Quote “Whatever the true nature of the universe and of reality may be, man can learn about it only what the logical structure of his mind makes comprehensible to him. Reason, the sole instrument of human science and philosophy, does not convey absolute knowledge and final wisdom. It is vain to speculate about ultimate things. What appears to man’s inquiry as an ultimate given, defying further analysis and reduction to something more fundamental, may or may not appear such to a more perfect intellect. We do not know.”

He’s an agnostic, not a determinist: “WE DO NOT KNOW.” And any illusion that we can know is a byproduct of the structure of the human mind. Therefore by occam’s razor, it’s more likely that we’re simply WRONG whenever we have deterministic ideas.

So Mises was not a determinist.

Since his time, we have learned enough, that it is possible to defeat the argument to physical determinism in human action, if not the physical world. What arguments to Determinism that remain, are artifacts of religious mysticism and the structure of our minds.

  1. Causality Exists

  2. Determinism doesn’t. (Unless there is a god who determines everything.)
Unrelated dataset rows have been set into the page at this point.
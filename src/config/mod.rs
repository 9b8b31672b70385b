//! Configuration management for the loan calculator server
//!
//! Loads and validates configuration from environment variables (and an
//! optional `.env` file), with per-environment defaults.

use std::env;
use std::net::IpAddr;
use thiserror::Error;

/// Secret used outside production when `JWT_SECRET` is not set.
const DEVELOPMENT_JWT_SECRET: &str = "development-secret-change-in-production";

/// Configuration errors
#[derive(Error, Debug)]
pub enum ConfigError {
    #[error("Missing required environment variable: {0}")]
    MissingEnvVar(String),

    #[error("Invalid environment value: {0}")]
    InvalidValue(String),

    #[error("Invalid port number: {0}")]
    InvalidPort(String),
}

/// Application environment
#[derive(Debug, Clone, Copy, PartialEq, Eq, Default)]
pub enum Environment {
    #[default]
    Development,
    Staging,
    Production,
}

impl Environment {
    /// Parse environment from string
    pub fn parse(s: &str) -> Result<Self, ConfigError> {
        match s.to_lowercase().as_str() {
            "dev" | "development" => Ok(Environment::Development),
            "staging" => Ok(Environment::Staging),
            "prod" | "production" => Ok(Environment::Production),
            _ => Err(ConfigError::InvalidValue(format!(
                "Invalid environment: '{}'. Expected: dev, staging, or prod",
                s
            ))),
        }
    }

    pub fn is_production(&self) -> bool {
        matches!(self, Environment::Production)
    }

    pub fn as_str(&self) -> &'static str {
        match self {
            Environment::Development => "development",
            Environment::Staging => "staging",
            Environment::Production => "production",
        }
    }
}

/// Application configuration
#[derive(Debug, Clone)]
pub struct Config {
    /// Database connection URL
    pub database_url: String,

    /// Current environment
    pub environment: Environment,

    /// Interface the HTTP listener binds to
    pub host: IpAddr,

    /// Server port
    pub port: u16,

    /// Maximum database connections
    pub db_max_connections: u32,

    /// CORS allowed origins (comma separated)
    pub cors_allowed_origins: Option<String>,

    /// Log level (RUST_LOG)
    pub log_level: String,

    /// JWT secret for token signing
    pub jwt_secret: String,

    /// Token lifetime in seconds (default: 86400 = one day)
    pub jwt_token_ttl_seconds: i64,

    /// bcrypt work factor for password hashes
    pub bcrypt_cost: u32,
}

impl Config {
    /// Load configuration from environment variables
    pub fn from_env() -> Result<Self, ConfigError> {
        dotenvy::dotenv().ok();

        let environment = env::var("ENVIRONMENT")
            .map(|s| Environment::parse(&s))
            .unwrap_or(Ok(Environment::Development))?;

        let database_url = env::var("DATABASE_URL")
            .map_err(|_| ConfigError::MissingEnvVar("DATABASE_URL".to_string()))?;

        let host = env::var("HOST")
            .unwrap_or_else(|_| "127.0.0.1".to_string())
            .parse::<IpAddr>()
            .map_err(|_| ConfigError::InvalidValue("HOST must be an IP address".to_string()))?;

        let port = env::var("PORT")
            .unwrap_or_else(|_| "8000".to_string())
            .parse::<u16>()
            .map_err(|_| ConfigError::InvalidPort("PORT must be a valid number".to_string()))?;

        let db_max_connections = env::var("DB_MAX_CONNECTIONS")
            .unwrap_or_else(|_| "5".to_string())
            .parse::<u32>()
            .unwrap_or(5);

        let cors_allowed_origins = env::var("CORS_ALLOWED_ORIGINS").ok();

        let log_level = env::var("RUST_LOG").unwrap_or_else(|_| "info".to_string());

        let jwt_secret = match env::var("JWT_SECRET") {
            Ok(secret) if !secret.is_empty() => secret,
            _ if environment.is_production() => {
                return Err(ConfigError::MissingEnvVar("JWT_SECRET".to_string()))
            }
            _ => DEVELOPMENT_JWT_SECRET.to_string(),
        };

        let jwt_token_ttl_seconds = env::var("JWT_TOKEN_TTL_SECONDS")
            .unwrap_or_else(|_| "86400".to_string())
            .parse::<i64>()
            .unwrap_or(86400);

        let bcrypt_cost = match env::var("BCRYPT_COST") {
            Ok(raw) => parse_bcrypt_cost(&raw)?,
            Err(_) => bcrypt::DEFAULT_COST,
        };

        Ok(Config {
            database_url,
            environment,
            host,
            port,
            db_max_connections,
            cors_allowed_origins,
            log_level,
            jwt_secret,
            jwt_token_ttl_seconds,
            bcrypt_cost,
        })
    }

    /// Database URL with the password masked, for logging
    pub fn database_url_masked(&self) -> String {
        if let Some(at_pos) = self.database_url.find('@') {
            if let Some(colon_pos) = self.database_url[..at_pos].rfind(':') {
                let prefix = &self.database_url[..colon_pos + 1];
                let suffix = &self.database_url[at_pos..];
                return format!("{}****{}", prefix, suffix);
            }
        }
        self.database_url.clone()
    }
}

/// bcrypt accepts work factors between 4 and 31.
fn parse_bcrypt_cost(raw: &str) -> Result<u32, ConfigError> {
    match raw.parse::<u32>() {
        Ok(cost) if (4..=31).contains(&cost) => Ok(cost),
        _ => Err(ConfigError::InvalidValue(format!(
            "BCRYPT_COST must be between 4 and 31, got '{}'",
            raw
        ))),
    }
}
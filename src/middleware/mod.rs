//! Middleware and extractors
//!
//! Request tracing, security headers, bearer-token authentication and
//! validated JSON bodies.

pub mod auth;
mod security;
mod trace;
mod validation;

pub use auth::AuthenticatedUser;
pub use security::{hsts_header, security_headers};
pub use trace::request_tracing;
pub use validation::ValidatedJson;
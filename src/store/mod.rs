//! Persistence seams for users and loans
//!
//! Services hold `Arc<dyn UserStore>` / `Arc<dyn LoanStore>` handles built
//! at start-up, so handlers and tests can swap the PostgreSQL store for the
//! in-memory one.

mod memory;
mod postgres;

pub use memory::MemoryStore;
pub use postgres::PgStore;

use async_trait::async_trait;
use thiserror::Error;
use uuid::Uuid;

use crate::amortization::ScheduledPayment;
use crate::models::{Loan, LoanWithSchedule, NewLoan, NewUser, ScheduleEntry, User};

/// SQLSTATE for unique_violation
const UNIQUE_VIOLATION: &str = "23505";

/// Storage errors
#[derive(Error, Debug, Clone, PartialEq)]
pub enum StoreError {
    #[error("Record not found")]
    NotFound,

    #[error("{0}")]
    UniqueViolation(String),

    #[error("{0}")]
    ConstraintViolation(String),

    #[error("{0}")]
    Database(String),
}

impl From<sqlx::Error> for StoreError {
    fn from(err: sqlx::Error) -> Self {
        match err {
            sqlx::Error::RowNotFound => StoreError::NotFound,
            sqlx::Error::Database(db_err) => match db_err.code().as_deref() {
                Some(UNIQUE_VIOLATION) => StoreError::UniqueViolation(db_err.message().to_string()),
                // Class 23: integrity constraint violation
                Some(code) if code.starts_with("23") => {
                    StoreError::ConstraintViolation(db_err.message().to_string())
                }
                _ => StoreError::Database(db_err.to_string()),
            },
            other => StoreError::Database(other.to_string()),
        }
    }
}

/// User records
#[async_trait]
pub trait UserStore: Send + Sync {
    async fn create_user(&self, new_user: NewUser) -> Result<User, StoreError>;

    async fn find_user_by_email(&self, email: &str) -> Result<Option<User>, StoreError>;

    async fn find_user_by_id(&self, id: Uuid) -> Result<Option<User>, StoreError>;
}

/// Loan and amortization schedule records
#[async_trait]
pub trait LoanStore: Send + Sync {
    async fn create_loan(&self, new_loan: NewLoan) -> Result<Loan, StoreError>;

    async fn create_schedule_entry(
        &self,
        loan_id: Uuid,
        entry: &ScheduledPayment,
    ) -> Result<ScheduleEntry, StoreError>;

    /// Loan with its schedule ordered by payment date
    async fn find_loan_with_schedule(
        &self,
        id: Uuid,
    ) -> Result<Option<LoanWithSchedule>, StoreError>;

    /// Write a loan and then each schedule row, one at a time.
    ///
    /// Rows written before a failure are left in place; stores that can
    /// should override this with an atomic version.
    async fn save_loan_with_schedule(
        &self,
        new_loan: NewLoan,
        schedule: &[ScheduledPayment],
    ) -> Result<Loan, StoreError> {
        let loan = self.create_loan(new_loan).await?;
        for entry in schedule {
            self.create_schedule_entry(loan.id, entry).await?;
        }
        Ok(loan)
    }
}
“RE: “Like “Existence”, “Causation” is, as Gian-Carlo Rota might have said, a folie. There is only direction of entropy as measured by gradients of correlation. It is one of those dirty secrets of philosophy of science.” – A Critic

This view of causality is only true in the abstract, special case of relations in the physical universe which exist independently of human action. When instead, we consider that category of relations which are the result of human action, and where such action requires information necessary to plan, and where such information is of necessity a generalization of the complexity of the physical universe, and as such where a loss of information is necessitated by such acts of generalization, and where such a loss of information is necessary in order to compose an action which will alter the existing course of events using a process of heuristic calculation, where that calculation is made with fragmentary information, and where actions are limited to the possible scope of human actions. Then by necessity causation consists of a set of actions that are observable, and categorically definable both individually, and in the aggregate, by observation of those actions. Actions which produce patterns of outcome which are distinguishable from the entropic limitations of the physical universe. A physical universe to which calculation and aggregation are impossible concepts. The universe cannot observe itself, predict it’s own movements, and construct a plan by which it may alter events. It consists of constant categories. The categories used by human beings are limited only by their desired actions, and their desired actions, in collective permutation, are less limited than those of the physical universe.

Anyway, I think I might understand the suggestion that mises was a causal determinist at this point as saying:

a) State t1 is the product of prior states tn{..}.

b) each state in tn{} is the product of human naming and identity.

BUT

c) this is not to say that tn{} is complete.

d) this is not to say that tn+1 must occur, only that tn+1 can be described by tn+1{…}

In this sense, human action is not deterministic, it is however causally determinable.

If the question of determinism is metaphysical, then:

a) Mises has made no statements to metaphysical determinism, only that humans think in deterministic terms and are incapable of doing otherwise. This is a statement about human beings, not the physical universe.

b) If instead of a metaphysical question, it is a question of praxeological action, then all human actions have causes, moreover, all actions are rational (in the broader sense of the term).

c) causality is separate from determinacy. That all events have enumerable causes is separate and distinct from the assertion that all causes produce fixed ends.

In this sense, the term causal (praxeological) determinism can have meaning separate from Fatalism, Predeterminism, or Predictability, as well as causal (metaphysical) determinism. Mises may have ben a praxeological determinist but not a metaphysical determinist.